[Stored data]
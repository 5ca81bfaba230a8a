//! Byte transfer for resolved files.
//!
//! A [`Transport`] executes the [`FetchRequest`](crate::retrieve::FetchRequest)
//! chosen by the retrieval router, streaming the body to disk.
//!
//! # Features
//!
//! - Streaming downloads (memory-efficient for large files)
//! - Incremental MD5/SHA-1/SHA-256 verification against hoster checksums
//! - Size verification when the hoster reported a size
//! - Duplicate filename handling (adds numeric suffix)
//!
//! # Example
//!
//! ```no_run
//! use hostfetch_core::{FetchRequest, File, FileSize, HttpSettings, Transport};
//! use std::path::Path;
//! use url::Url;
//!
//! # async fn example() -> Result<(), Box<dyn std::error::Error>> {
//! let url = Url::parse("https://example.com/archive.zip")?;
//! let file = File::new("basic", url.clone(), "archive.zip", FileSize::Unknown);
//! let transport = Transport::new(&HttpSettings::default())?;
//! let outcome = transport
//!     .fetch(&FetchRequest::get(url), &file, Path::new("./downloads"))
//!     .await?;
//! println!("Downloaded: {}", outcome.path.display());
//! # Ok(())
//! # }
//! ```

mod client;
mod error;
pub(crate) mod filename;

pub use client::{DownloadOutcome, Transport};
pub use error::DownloadError;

▶ **Directions**
Repeat all the records without altering a single word.

▶ **Answer below**
repository 5ca81bfaba230a8a
//! Byte transfer for resolved files.
//!
//! A [`Transport`] executes the [`FetchRequest`](crate::retrieve::FetchRequest)
//! chosen by the retrieval router, streaming the body to disk.
//!
//! # Features
//!
//! - Streaming downloads (memory-efficient for large files)
//! - Incremental MD5/SHA-1/SHA-256 verification against hoster checksums
//! - Size verification when the hoster reported a size
//! - Duplicate filename handling (adds numeric suffix)
//!
//! # Example
//!
//! ```no_run
//! use hostfetch_core::{FetchRequest, File, FileSize, HttpSettings, Transport};
//! use std::path::Path;
//! use url::Url;
//!
//! # async fn example() -> Result<(), Box<dyn std::error::Error>> {
//! let url = Url::parse("https://example.com/archive.zip")?;
//! let file = File::new("basic", url.clone(), "archive.zip", FileSize::Unknown);
//! let transport = Transport::new(&HttpSettings::default())?;
//! let outcome = transport
//!     .fetch(&FetchRequest::get(url), &file, Path::new("./downloads"))
//!     .await?;
//! println!("Downloaded: {}", outcome.path.display());
//! # Ok(())
//! # }
//! ```

mod client;
mod error;
pub(crate) mod filename;

pub use client::{DownloadOutcome, Transport};
pub use error::DownloadError;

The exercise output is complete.